There are residential housing projects that encourage seniors from 50 upwards to apply, so it does depend on the situation. The magic number that determines being a senior could well be interchangeable.
Ageing is a time of reflection, frailty, and gradual decline into the end of life. On the other hand, it could be a time of rejoicing, freedom, and a time to explore some of the activities one was unable to pursue during our working life.
Unfortunately for some, this time can feel like the end of productive life and lead to loneliness, depression, and financial decline.
Never would I suggest taking up gardening or mah-jong upon retiring from working life, instead, I would challenge a person to sit down and decide what they would like to do within their own financial and limited constraints.
The definition of happiness varies from one person to the next. Deciding if you want to pursue a creative adventure or explore the world depends on the individual.
Being proud and honoured to have reached adulthood hood and beyond into the senior years is something many people never have the privilege of experiencing.
Older adults are often the subject of negative advertising and stereotyping, often portrayed as being “past their sell-by date” or “over the hill”. Conversely, beautiful young people are what the world needs and signify vitality, energy, and life.
This type of negativity can harm one’s self-esteem, which can lead to depression and despair as we age and become more and more invisible in society.
A great deal of work into intergenerational programs has started to bridge the gap between people from all age groups. Laughter, social interaction and happiness have proven to be important in ageing well. Our attitude toward life and the people around us play a significant part in our well-being and overall quality of life expectancy.
General health and cognition have a considerable part to play in how people function; as we age, so do our bodies, and our hearing, eyesight, and memory all start to decline. All of us service our cars, so why not service our bodies?
Regular maintenance of the heart, brain and body helps us to keep fit and agile. When we feel healthy and are free from disease, and debt, life can be rewarding, and we can enjoy the gift of living well. The actual chronological number we observe every year on our birthday provides us with another step towards the inevitable, so why not enjoy every moment?
My Great Grandmother lived to 102, she always told me to “live every day as if it’s your first, not your last”. That way you have another day to wake up to.

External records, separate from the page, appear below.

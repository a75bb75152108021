//! Helpers that push session state into the Slint `ViewState` global.
//!
//! Grouped setters so every handler updates the panels the same way; no
//! handler touches individual properties directly.

use crate::config::DEFAULT_MASK_OPACITY;
use log::error;
use slint::ComponentHandle;

/// Puts the panels into the in-flight state for a fresh selection:
/// loading on, prior mask/error gone, overlay controls back to defaults.
pub fn show_loading(ui: &crate::AppWindow) {
    let view = ui.global::<crate::ViewState>();
    view.set_loading(true);
    view.set_image_loaded(false);
    view.set_mask_loaded(false);
    view.set_error_message("".into());
    view.set_overlay_visible(true);
    view.set_mask_opacity(DEFAULT_MASK_OPACITY);
}

/// Displays the decoded upload in the original-image panel.
pub fn show_source(ui: &crate::AppWindow, image: slint::Image) {
    let view = ui.global::<crate::ViewState>();
    view.set_source_image(image);
    view.set_image_loaded(true);
}

/// Displays the returned mask in the binary-segmentation panel and ends the
/// loading state. The overlay panel updates separately once compositing
/// finishes.
pub fn show_mask(ui: &crate::AppWindow, mask: slint::Image) {
    let view = ui.global::<crate::ViewState>();
    view.set_mask_image(mask);
    view.set_mask_loaded(true);
    view.set_loading(false);
}

/// Installs a freshly composited overlay image.
pub fn set_overlay(ui: &crate::AppWindow, overlay: slint::Image) {
    ui.global::<crate::ViewState>().set_overlay_image(overlay);
}

pub fn set_overlay_visible(ui: &crate::AppWindow, visible: bool) {
    ui.global::<crate::ViewState>().set_overlay_visible(visible);
}

pub fn set_mask_opacity(ui: &crate::AppWindow, opacity: f32) {
    ui.global::<crate::ViewState>().set_mask_opacity(opacity);
}

/// Logs and displays a failure; the dismiss button clears it again.
pub fn show_error(ui: &crate::AppWindow, message: &str) {
    error!("{}", message);
    let view = ui.global::<crate::ViewState>();
    view.set_loading(false);
    view.set_error_message(message.into());
}

pub fn clear_error(ui: &crate::AppWindow) {
    ui.global::<crate::ViewState>().set_error_message("".into());
}

/// Returns every panel and control to the empty Idle state.
pub fn reset(ui: &crate::AppWindow) {
    let view = ui.global::<crate::ViewState>();
    view.set_loading(false);
    view.set_image_loaded(false);
    view.set_mask_loaded(false);
    view.set_error_message("".into());
    view.set_overlay_visible(true);
    view.set_mask_opacity(DEFAULT_MASK_OPACITY);
    view.set_source_image(slint::Image::default());
    view.set_mask_image(slint::Image::default());
    view.set_overlay_image(slint::Image::default());
}
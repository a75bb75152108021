use i_slint_backend_winit::WinitWindowAccessor;
use i_slint_backend_winit::{EventResult, winit::event::WindowEvent};
use log::warn;
use slint::ComponentHandle;
use std::path::PathBuf;

use crate::segmentation::SegmentationClient;
use crate::state::AppState;
use crate::ui::pipeline;

/// First non-flag CLI argument with a supported image extension, if any.
fn startup_image_from_args() -> Option<PathBuf> {
    std::env::args_os()
        .skip(1)
        .filter_map(|arg| {
            let arg_str = arg.to_string_lossy();
            if arg_str.starts_with('-') {
                None
            } else {
                Some(PathBuf::from(arg))
            }
        })
        .find(|path| crate::file_utils::is_supported_image(path))
}

/// Hooks window file drops into the pipeline and opens an image passed on the
/// command line, if one was given.
pub fn configure_startup_opening(
    app: &crate::AppWindow,
    app_state: &AppState,
    client: &SegmentationClient,
) {
    let ui_handle = app.as_weak();
    let session = app_state.session.clone();
    let drop_client = client.clone();

    app.window().on_winit_window_event(move |_window, event| {
        if let WindowEvent::DroppedFile(path) = event {
            if crate::file_utils::is_supported_image(path) {
                pipeline::process_image(
                    ui_handle.clone(),
                    session.clone(),
                    drop_client.clone(),
                    path.clone(),
                );
            } else {
                warn!("Ignoring dropped file without an image extension: {:?}", path);
            }
        }
        EventResult::Propagate
    });

    if let Some(path) = startup_image_from_args() {
        pipeline::process_image(
            app.as_weak(),
            app_state.session.clone(),
            client.clone(),
            path,
        );
    }
}
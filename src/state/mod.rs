//! State management for the segmentation viewer.

use std::sync::{Arc, Mutex};

pub mod session;

pub use session::{MaskResult, Phase, SessionState, SourceImage};

/// Application-wide state container.
pub struct AppState {
    pub session: Arc<Mutex<SessionState>>,
}

impl AppState {
    pub fn new() -> Self {
        Self {
            session: Arc::new(Mutex::new(SessionState::new())),
        }
    }
}
use crate::config::SUPPORTED_IMAGE_EXTENSIONS;
use std::path::Path;

/// Returns true when the path has a supported image extension.
/// Used to filter window file-drop events; the file dialog filters itself.
pub fn is_supported_image(path: &Path) -> bool {
    path.extension()
        .and_then(|ext| ext.to_str())
        .map(|ext_str| SUPPORTED_IMAGE_EXTENSIONS.contains(&ext_str.to_lowercase().as_str()))
        .unwrap_or(false)
}
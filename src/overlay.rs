//! Overlay compositing.
//!
//! Pure pixel rules; no UI types. The overlay panel shows the mask drawn
//! above the uploaded image with a multiplicative blend at a user-controlled
//! opacity, so the composite for opacity `a` is
//!
//!   out = base * ((1 - a) + a * mask / 255)
//!
//! per channel. At `a = 0` the base is reproduced exactly, at `a = 1` the
//! blend is a full multiply, and a white mask leaves the base unchanged at
//! any opacity.

use crate::state::{MaskResult, SourceImage};

/// Composites `mask` over `source` and returns RGB8 pixels with the source's
/// dimensions. The mask is sampled nearest-neighbor when its dimensions
/// differ from the source. `opacity` is clamped to [0, 1].
pub fn compose(source: &SourceImage, mask: &MaskResult, opacity: f32) -> Vec<u8> {
    let opacity = opacity.clamp(0.0, 1.0);
    let (w, h) = (source.width as usize, source.height as usize);
    let (mw, mh) = (mask.width as usize, mask.height as usize);
    let mut out = Vec::with_capacity(w * h * 3);

    for y in 0..h {
        let my = y * mh / h;
        for x in 0..w {
            let mx = x * mw / w;
            let m = mask.data[my * mw + mx] as f32 / 255.0;
            let factor = (1.0 - opacity) + opacity * m;
            let base = &source.data[(y * w + x) * 3..(y * w + x) * 3 + 3];
            for &channel in base {
                out.push((channel as f32 * factor).round() as u8);
            }
        }
    }

    out
}

/// Expands the Luma8 mask to RGB8 for the standalone binary-mask panel.
pub fn mask_panel_pixels(mask: &MaskResult) -> Vec<u8> {
    let mut out = Vec::with_capacity(mask.data.len() * 3);
    for &luma in &mask.data {
        out.extend_from_slice(&[luma, luma, luma]);
    }
    out
}

#[cfg(test)]
mod tests {
    use super::*;

    fn source_from(pixels: &[u8], width: u32, height: u32) -> SourceImage {
        SourceImage {
            data: pixels.to_vec(),
            width,
            height,
        }
    }

    fn mask_from(pixels: &[u8], width: u32, height: u32) -> MaskResult {
        MaskResult {
            data: pixels.to_vec(),
            width,
            height,
        }
    }

    #[test]
    fn zero_opacity_reproduces_base() {
        let source = source_from(&[10, 20, 30, 200, 150, 100], 2, 1);
        let mask = mask_from(&[0, 255], 2, 1);
        assert_eq!(compose(&source, &mask, 0.0), source.data);
    }

    #[test]
    fn full_opacity_is_a_plain_multiply() {
        let source = source_from(&[200, 100, 50], 1, 1);
        // mask value 128 → factor 128/255
        let mask = mask_from(&[128], 1, 1);
        let out = compose(&source, &mask, 1.0);
        let factor: f32 = 128.0 / 255.0;
        assert_eq!(out[0], (200.0 * factor).round() as u8);
        assert_eq!(out[1], (100.0 * factor).round() as u8);
        assert_eq!(out[2], (50.0 * factor).round() as u8);
    }

    #[test]
    fn white_mask_leaves_base_unchanged() {
        let source = source_from(&[10, 20, 30, 40, 50, 60], 2, 1);
        let mask = mask_from(&[255, 255], 2, 1);
        assert_eq!(compose(&source, &mask, 0.7), source.data);
    }

    #[test]
    fn black_mask_at_full_opacity_is_black() {
        let source = source_from(&[255, 255, 255], 1, 1);
        let mask = mask_from(&[0], 1, 1);
        assert_eq!(compose(&source, &mask, 1.0), vec![0, 0, 0]);
    }

    #[test]
    fn intermediate_opacity_interpolates() {
        let source = source_from(&[200, 200, 200], 1, 1);
        let mask = mask_from(&[0], 1, 1);
        // factor = 1 - 0.5 = 0.5 for a black mask at half opacity
        assert_eq!(compose(&source, &mask, 0.5), vec![100, 100, 100]);
    }

    #[test]
    fn opacity_outside_range_is_clamped() {
        let source = source_from(&[80, 90, 100], 1, 1);
        let mask = mask_from(&[0], 1, 1);
        assert_eq!(compose(&source, &mask, -2.0), source.data);
        assert_eq!(compose(&source, &mask, 3.0), vec![0, 0, 0]);
    }

    #[test]
    fn mask_is_scaled_to_source_dimensions() {
        // 2x2 source, 1x1 mask: every source pixel samples the one mask value.
        let source = source_from(&[100; 12], 2, 2);
        let mask = mask_from(&[0], 1, 1);
        assert_eq!(compose(&source, &mask, 1.0), vec![0; 12]);

        // 1x1 source, 2x2 mask: only the top-left mask pixel is sampled.
        let source = source_from(&[100, 100, 100], 1, 1);
        let mask = mask_from(&[255, 0, 0, 0], 2, 2);
        assert_eq!(compose(&source, &mask, 1.0), vec![100, 100, 100]);
    }

    #[test]
    fn mask_panel_expands_luma_to_rgb() {
        let mask = mask_from(&[0, 255], 2, 1);
        assert_eq!(mask_panel_pixels(&mask), vec![0, 0, 0, 255, 255, 255]);
    }
}
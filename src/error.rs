//! Unified error types for the segmentation viewer.

use std::fmt;

/// Application-specific errors.
#[derive(Debug)]
pub enum AppError {
    /// Server replied with a non-2xx status code
    Request(u16),
    /// Response was well-formed HTTP but violated the API contract
    Protocol(String),
    /// Network failure or unparsable response body
    Transport(String),
    /// Error reading or decoding the local image file
    ImageLoad(String),
}

impl fmt::Display for AppError {
    fn fmt(&self, f: &mut fmt::Formatter<'_>) -> fmt::Result {
        match self {
            AppError::Request(status) => write!(f, "Server responded {}", status),
            AppError::Protocol(msg) => write!(f, "{}", msg),
            AppError::Transport(msg) => write!(f, "Failed to process image: {}", msg),
            AppError::ImageLoad(msg) => write!(f, "Failed to load image: {}", msg),
        }
    }
}

impl std::error::Error for AppError {}

impl From<reqwest::Error> for AppError {
    fn from(err: reqwest::Error) -> Self {
        AppError::Transport(err.to_string())
    }
}

impl From<image::ImageError> for AppError {
    fn from(err: image::ImageError) -> Self {
        AppError::ImageLoad(err.to_string())
    }
}

impl From<std::io::Error> for AppError {
    fn from(err: std::io::Error) -> Self {
        AppError::ImageLoad(err.to_string())
    }
}

/// Type alias for Results in this application.
pub type Result<T> = std::result::Result<T, AppError>;
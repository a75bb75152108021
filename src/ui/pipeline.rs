//! The upload-to-render pipeline.
//!
//! `process_image` is the single entry point for both the file dialog and
//! window file drops. It decodes the file on a rayon worker, shows the
//! preview as soon as decoding finishes, then runs the segmentation request
//! via `slint::spawn_local` (wrapped in `async_compat::Compat`, since reqwest
//! needs a tokio reactor). Each stage re-checks the selection generation
//! before touching state, so a superseded selection's results are dropped no
//! matter when they arrive.

use crate::segmentation::SegmentationClient;
use crate::state::SessionState;
use crate::ui::view;
use crate::{image_loader, overlay};
use async_compat::Compat;
use std::path::PathBuf;
use std::sync::{Arc, Mutex};

/// Starts a new selection: resets prior mask/error, shows the loading state,
/// decodes the file and issues the segmentation request.
pub fn process_image(
    ui: slint::Weak<crate::AppWindow>,
    session: Arc<Mutex<SessionState>>,
    client: SegmentationClient,
    path: PathBuf,
) {
    let generation = session.lock().unwrap().begin_selection();

    if let Some(ui) = ui.upgrade() {
        view::show_loading(&ui);
    }

    // Decode on a worker thread, then hop back to the event loop.
    rayon::spawn(move || {
        let result = image_loader::load_source_blocking(&path);
        let file_name = path
            .file_name()
            .map(|name| name.to_string_lossy().into_owned())
            .unwrap_or_else(|| "upload".to_string());

        let _ = slint::invoke_from_event_loop(move || {
            let Some(ui_strong) = ui.upgrade() else { return };

            match result {
                Ok((bytes, source)) => {
                    let source = Arc::new(source);
                    // Superseded while decoding: drop everything silently.
                    if !session.lock().unwrap().set_source(generation, source.clone()) {
                        return;
                    }

                    view::show_source(
                        &ui_strong,
                        image_loader::create_slint_image(&source.data, source.width, source.height),
                    );

                    request_mask(ui, session, client, generation, file_name, bytes);
                }
                Err(e) => {
                    let message = e.to_string();
                    if session.lock().unwrap().fail(generation, message.clone()) {
                        view::show_error(&ui_strong, &message);
                    }
                }
            }
        });
    });
}

/// Issues the POST for one selection and applies the outcome, unless the
/// selection was superseded while the request was in flight.
fn request_mask(
    ui: slint::Weak<crate::AppWindow>,
    session: Arc<Mutex<SessionState>>,
    client: SegmentationClient,
    generation: u64,
    file_name: String,
    bytes: Vec<u8>,
) {
    let _ = slint::spawn_local(Compat::new(async move {
        let result = client.segment(file_name, bytes).await;

        // spawn_local resumes on the event loop, so UI access is safe here.
        let Some(ui_strong) = ui.upgrade() else { return };

        match result {
            Ok(mask) => {
                let mask = Arc::new(mask);
                if !session.lock().unwrap().complete(generation, mask.clone()) {
                    return;
                }

                let panel = overlay::mask_panel_pixels(&mask);
                view::show_mask(
                    &ui_strong,
                    image_loader::create_slint_image(&panel, mask.width, mask.height),
                );

                refresh_overlay(ui, session);
            }
            Err(e) => {
                let message = e.to_string();
                if session.lock().unwrap().fail(generation, message.clone()) {
                    view::show_error(&ui_strong, &message);
                }
            }
        }
    }));
}

/// Recomposites the overlay panel from the current source/mask pair.
///
/// The composite runs on a rayon worker tagged with a render sequence number
/// and the selection generation; the finished image is installed only when
/// both still match, so out-of-order slider events or a new selection cannot
/// leave a stale composite on screen.
pub fn refresh_overlay(ui: slint::Weak<crate::AppWindow>, session: Arc<Mutex<SessionState>>) {
    let (source, mask, opacity, generation, seq) = {
        let mut session = session.lock().unwrap();
        let (Some(source), Some(mask)) = (session.source(), session.mask()) else {
            return;
        };
        (
            source,
            mask,
            session.opacity(),
            session.generation(),
            session.next_render(),
        )
    };

    let session_handle = session;
    rayon::spawn(move || {
        let pixels = overlay::compose(&source, &mask, opacity);
        let (width, height) = (source.width, source.height);

        let _ = slint::invoke_from_event_loop(move || {
            let Some(ui) = ui.upgrade() else { return };
            {
                let session = session_handle.lock().unwrap();
                if !session.is_current(generation) || !session.is_latest_render(seq) {
                    return;
                }
            }
            view::set_overlay(&ui, image_loader::create_slint_image(&pixels, width, height));
        });
    });
}
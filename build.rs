fn main() {
    slint_build::compile("ui/app-window.slint").expect("Slint build failed");
}
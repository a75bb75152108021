//! HTTP client for the segmentation API.
//!
//! One operation: POST the chosen file as multipart form data (field `file`)
//! to the fixed endpoint and decode the `mask` field of the JSON reply, a
//! base64-encoded PNG, into displayable pixels. No retries; every failure
//! maps onto one [`AppError`] variant and surfaces as a single message.

use crate::error::{AppError, Result};
use crate::state::MaskResult;
use base64::Engine as _;
use base64::engine::general_purpose::STANDARD as BASE64;
use log::debug;
use serde::Deserialize;

/// JSON body of a successful `/segment` response.
/// `mask` is optional so its absence maps to a protocol error, not a parse error.
#[derive(Deserialize)]
struct SegmentResponse {
    mask: Option<String>,
}

/// Client for the remote segmentation service.
#[derive(Clone)]
pub struct SegmentationClient {
    client: reqwest::Client,
    endpoint: String,
}

impl SegmentationClient {
    pub fn new(endpoint: impl Into<String>) -> Self {
        Self {
            client: reqwest::Client::new(),
            endpoint: endpoint.into(),
        }
    }

    /// Sends the raw file bytes to the service and decodes the returned mask.
    pub async fn segment(&self, file_name: String, bytes: Vec<u8>) -> Result<MaskResult> {
        debug!(
            "POST {} ({} bytes as {})",
            self.endpoint,
            bytes.len(),
            file_name
        );

        let part = reqwest::multipart::Part::bytes(bytes).file_name(file_name);
        let form = reqwest::multipart::Form::new().part("file", part);

        let response = self
            .client
            .post(&self.endpoint)
            .multipart(form)
            .send()
            .await?;

        let status = response.status();
        if !status.is_success() {
            return Err(AppError::Request(status.as_u16()));
        }

        let body: SegmentResponse = response.json().await?;
        let encoded = body
            .mask
            .ok_or_else(|| AppError::Protocol("Mask not returned by API".to_string()))?;

        decode_mask(&encoded)
    }
}

/// Decodes a base64 PNG payload into Luma8 mask pixels.
fn decode_mask(encoded: &str) -> Result<MaskResult> {
    let png_bytes = BASE64
        .decode(encoded)
        .map_err(|e| AppError::Protocol(format!("Mask is not valid base64: {}", e)))?;

    let decoded = image::load_from_memory_with_format(&png_bytes, image::ImageFormat::Png)
        .map_err(|e| AppError::Protocol(format!("Mask is not a decodable PNG: {}", e)))?;

    let luma = decoded.to_luma8();
    Ok(MaskResult {
        width: luma.width(),
        height: luma.height(),
        data: luma.into_raw(),
    })
}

Another great quote from Writer Henry James said three things were important in life: “The first is to be kind. The second is to be kind. And the third is to be kind”. Doing acts of kindness and paying forward has always been my motto, my parents held these beliefs, which provided me with the values I have today.
Those values and beliefs I have passed on to my children. Kindness is the one thing that is freely given but not always received.
So what does “old” really mean? Ultimately, each of us must answer that question, attitude towards our age plays a vital role in how we regard ourselves.
Is it the number of years we spend on Earth that defines us or is the person we become over a lifetime?
So the magic number that determines being a senior could well be interchangeable. One of my favourite sayings from Walt Disney is “Laughter is timeless, imagination has no age and dreams are forever”.